/// Cross-reference integrity over the assembled payload.
///
/// Shape problems are the schema pass's concern; this pass stays permissive
/// about missing or mistyped fields and only reports reference-level issues.
pub fn validate_cross_references(payload: &CompiledPayload, report: &mut ValidationReport) {
    let medications = &payload.medications;
    let classes = &payload.medication_classes;
    let addons = &payload.physical_exam_addons;

    for (id, med) in medications {
        let instruction = non_empty_str(med.get("instruction")).unwrap_or_default();
        if instruction.contains("{duration}") && non_empty_str(med.get("defaultDuration")).is_none()
        {
            report.errors.push(format!(
                "medications.{id}: instruction uses {{duration}} but defaultDuration is missing"
            ));
        }
        if med.get("inHospital") == Some(&Value::Bool(true))
            && non_empty_str(med.get("hospitalNote")).is_none()
        {
            report.warnings.push(format!(
                "medications.{id}: inHospital=true but hospitalNote is empty"
            ));
        }
    }

    for (id, class) in classes {
        let mut seen = BTreeSet::new();
        for med_id in str_items(class.get("options")) {
            if !medications.contains_key(med_id) {
                report.errors.push(format!(
                    "medication-classes.{id}: unknown medication \"{med_id}\""
                ));
            }
            if !seen.insert(med_id) {
                report.warnings.push(format!(
                    "medication-classes.{id}: duplicate option \"{med_id}\""
                ));
            }
        }
    }

    for (id, condition) in &payload.conditions {
        let mut addon_seen = BTreeSet::new();
        for addon_id in str_items(condition.get("physicalExamAddons")) {
            if !addons.contains_key(addon_id) {
                report.errors.push(format!(
                    "conditions.{id}: unknown physical exam addon \"{addon_id}\""
                ));
            }
            if !addon_seen.insert(addon_id) {
                report.warnings.push(format!(
                    "conditions.{id}: duplicate physical exam addon \"{addon_id}\""
                ));
            }
        }

        let groups = condition
            .get("prescriptionGroups")
            .and_then(Value::as_array)
            .map(Vec::as_slice)
            .unwrap_or_default();

        let group_ids: Vec<&str> = groups
            .iter()
            .filter_map(|g| non_empty_str(g.get("id")))
            .collect();
        let mut reported = BTreeSet::new();
        for (index, group_id) in group_ids.iter().enumerate() {
            if group_ids[..index].contains(group_id) && reported.insert(*group_id) {
                report.errors.push(format!(
                    "conditions.{id}: duplicate prescription group id \"{group_id}\""
                ));
            }
        }

        for group in groups {
            let group_id = non_empty_str(group.get("id")).unwrap_or("?");

            if group.get("type").and_then(Value::as_str) == Some("radio") {
                let options = str_items(group.get("options"));
                for med_id in &options {
                    if !medications.contains_key(*med_id) {
                        report.errors.push(format!(
                            "conditions.{id}: group \"{group_id}\" unknown medication \"{med_id}\""
                        ));
                    }
                }
                if let Some(default) = non_empty_str(group.get("default")) {
                    if !options.contains(&default) {
                        report.errors.push(format!(
                            "conditions.{id}: group \"{group_id}\" default \"{default}\" is not in options"
                        ));
                    }
                }
                continue;
            }

            let items = group
                .get("items")
                .and_then(Value::as_array)
                .map(Vec::as_slice)
                .unwrap_or_default();
            for (index, item) in items.iter().enumerate() {
                match item.get("type").and_then(Value::as_str) {
                    Some("med") => {
                        let med_id = non_empty_str(item.get("medId")).unwrap_or_default();
                        if !medications.contains_key(med_id) {
                            report.errors.push(format!(
                                "conditions.{id}: group \"{group_id}\" item {index} unknown medication \"{med_id}\""
                            ));
                        }
                    }
                    Some("class") => {
                        let class_id = non_empty_str(item.get("classId")).unwrap_or_default();
                        match classes.get(class_id) {
                            None => {
                                report.errors.push(format!(
                                    "conditions.{id}: group \"{group_id}\" item {index} unknown class \"{class_id}\""
                                ));
                            }
                            Some(class) => {
                                if let Some(default) = non_empty_str(item.get("default")) {
                                    if !str_items(class.get("options")).contains(&default) {
                                        report.errors.push(format!(
                                            "conditions.{id}: group \"{group_id}\" item {index} default \"{default}\" is not in class \"{class_id}\""
                                        ));
                                    }
                                }
                            }
                        }
                    }
                    other => {
                        report.errors.push(format!(
                            "conditions.{id}: group \"{group_id}\" item {index} invalid type \"{}\"",
                            other.unwrap_or_default()
                        ));
                    }
                }
            }
        }
    }
}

──────────────────────────────

Work task —
Your task is to retype the records precisely as they stand.

Exercise result —
/// Cross-reference integrity over the assembled payload.
///
/// Shape problems are the schema pass's concern; this pass stays permissive
/// about missing or mistyped fields and only reports reference-level issues.
pub fn validate_cross_references(payload: &CompiledPayload, report: &mut ValidationReport) {
    let medications = &payload.medications;
    let classes = &payload.medication_classes;
    let addons = &payload.physical_exam_addons;

    for (id, med) in medications {
        let instruction = non_empty_str(med.get("instruction")).unwrap_or_default();
        if instruction.contains("{duration}") && non_empty_str(med.get("defaultDuration")).is_none()
        {
            report.errors.push(format!(
                "medications.{id}: instruction uses {{duration}} but defaultDuration is missing"
            ));
        }
        if med.get("inHospital") == Some(&Value::Bool(true))
            && non_empty_str(med.get("hospitalNote")).is_none()
        {
            report.warnings.push(format!(
                "medications.{id}: inHospital=true but hospitalNote is empty"
            ));
        }
    }

    for (id, class) in classes {
        let mut seen = BTreeSet::new();
        for med_id in str_items(class.get("options")) {
            if !medications.contains_key(med_id) {
                report.errors.push(format!(
                    "medication-classes.{id}: unknown medication \"{med_id}\""
                ));
            }
            if !seen.insert(med_id) {
                report.warnings.push(format!(
                    "medication-classes.{id}: duplicate option \"{med_id}\""
                ));
            }
        }
    }

    for (id, condition) in &payload.conditions {
        let mut addon_seen = BTreeSet::new();
        for addon_id in str_items(condition.get("physicalExamAddons")) {
            if !addons.contains_key(addon_id) {
                report.errors.push(format!(
                    "conditions.{id}: unknown physical exam addon \"{addon_id}\""
                ));
            }
            if !addon_seen.insert(addon_id) {
                report.warnings.push(format!(
                    "conditions.{id}: duplicate physical exam addon \"{addon_id}\""
                ));
            }
        }

        let groups = condition
            .get("prescriptionGroups")
            .and_then(Value::as_array)
            .map(Vec::as_slice)
            .unwrap_or_default();

        let group_ids: Vec<&str> = groups
            .iter()
            .filter_map(|g| non_empty_str(g.get("id")))
            .collect();
        let mut reported = BTreeSet::new();
        for (index, group_id) in group_ids.iter().enumerate() {
            if group_ids[..index].contains(group_id) && reported.insert(*group_id) {
                report.errors.push(format!(
                    "conditions.{id}: duplicate prescription group id \"{group_id}\""
                ));
            }
        }

        for group in groups {
            let group_id = non_empty_str(group.get("id")).unwrap_or("?");

            if group.get("type").and_then(Value::as_str) == Some("radio") {
                let options = str_items(group.get("options"));
                for med_id in &options {
                    if !medications.contains_key(*med_id) {
                        report.errors.push(format!(
                            "conditions.{id}: group \"{group_id}\" unknown medication \"{med_id}\""
                        ));
                    }
                }
                if let Some(default) = non_empty_str(group.get("default")) {
                    if !options.contains(&default) {
                        report.errors.push(format!(
                            "conditions.{id}: group \"{group_id}\" default \"{default}\" is not in options"
                        ));
                    }
                }
                continue;
            }

            let items = group
                .get("items")
                .and_then(Value::as_array)
                .map(Vec::as_slice)
                .unwrap_or_default();
            for (index, item) in items.iter().enumerate() {
                match item.get("type").and_then(Value::as_str) {
                    Some("med") => {
                        let med_id = non_empty_str(item.get("medId")).unwrap_or_default();
                        if !medications.contains_key(med_id) {
                            report.errors.push(format!(
                                "conditions.{id}: group \"{group_id}\" item {index} unknown medication \"{med_id}\""
                            ));
                        }
                    }
                    Some("class") => {
                        let class_id = non_empty_str(item.get("classId")).unwrap_or_default();
                        match classes.get(class_id) {
                            None => {
                                report.errors.push(format!(
                                    "conditions.{id}: group \"{group_id}\" item {index} unknown class \"{class_id}\""
                                ));
                            }
                            Some(class) => {
                                if let Some(default) = non_empty_str(item.get("default")) {
                                    if !str_items(class.get("options")).contains(&default) {
                                        report.errors.push(format!(
                                            "conditions.{id}: group \"{group_id}\" item {index} default \"{default}\" is not in class \"{class_id}\""
                                        ));
                                    }
                                }
                            }
                        }
                    }
                    other => {
                        report.errors.push(format!(
                            "conditions.{id}: group \"{group_id}\" item {index} invalid type \"{}\"",
                            other.unwrap_or_default()
                        ));
                    }
                }
            }
        }
    }
}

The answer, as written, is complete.